The Multi-field Evolution Mechanism of Radial Decoupled Medium Explosive Characteristics
摘要
Filling the medium between the blast hole and the explosive can regulate the release of the explosion energy. The spatio-temporal evolution characteristics of the explosion strain field and crack field in the radially uncoupled medium, as well as the energy distribution mechanism, are analyzed by theoretical derivation and in combination with the dynamic caustic line and DIC experimental system. The results indicated that: The horizontal peak strain of water, sand, and plasticine in decoupled blasting is 3.7, 2.5, and 2.2 times that of air, respectively, and the vertical peak strain is 3.5, 2.8, and 2.3 times that of air, respectively. The Von Mises strain is 3.0, 2.3, and 2.0 times that of air, respectively. The radius of the crack zone is 2.55, 2.26, and 0.69 times that of air, respectively.
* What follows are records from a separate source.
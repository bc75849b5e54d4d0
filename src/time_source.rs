//! Clock abstraction so "today", "tomorrow" and diagnostic delays can be pinned
//! in tests.

use chrono::{DateTime, Duration as ChronoDuration, Utc};
use std::sync::Mutex;

/// Trait for abstracting the current time
pub trait TimeSource: Send + Sync {
    fn now(&self) -> DateTime<Utc>;
}

/// System clock.
pub struct RealTimeSource;

impl TimeSource for RealTimeSource {
    fn now(&self) -> DateTime<Utc> {
        Utc::now()
    }
}

/// A clock that only moves when told to.
pub struct FixedTimeSource {
    current: Mutex<DateTime<Utc>>,
}

impl FixedTimeSource {
    pub fn new(start: DateTime<Utc>) -> Self {
        Self {
            current: Mutex::new(start),
        }
    }

    pub fn set(&self, time: DateTime<Utc>) {
        *self.current.lock().unwrap_or_else(|e| e.into_inner()) = time;
    }

    pub fn advance(&self, by: ChronoDuration) {
        let mut current = self.current.lock().unwrap_or_else(|e| e.into_inner());
        *current += by;
    }
}

impl TimeSource for FixedTimeSource {
    fn now(&self) -> DateTime<Utc> {
        *self.current.lock().unwrap_or_else(|e| e.into_inner())
    }
}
The peak crack propagation speed of water and sand in decoupled blasting is 2.5 times that of air and plasticine. The peak stress intensity factor is 64.6% and 20.1% higher than that of air, respectively, while that of plasticine is 18.5% lower than that of air. The fractal dimension of the crack field is 20.5% and 11.9% higher than that of air, respectively, while that of plasticine is 6.2% lower than that of air. The fractal dimension of the fragmentation zone and the inner and outer crack zones in water decoupled blasting is 8.2%, 15.0%, and 38.7% higher than that of air, respectively, while that of sand is 6.3%, 8.4%, and 31.1% higher than that of air, respectively, and that of plasticine is 10.8%, 9.2%, and 35.7% lower than that of air, respectively. The trade-off between “peak strain” and “continuous energy action” in the blasting crack and the decisive influence of the physical properties of the decoupled medium on the energy distribution are clarified.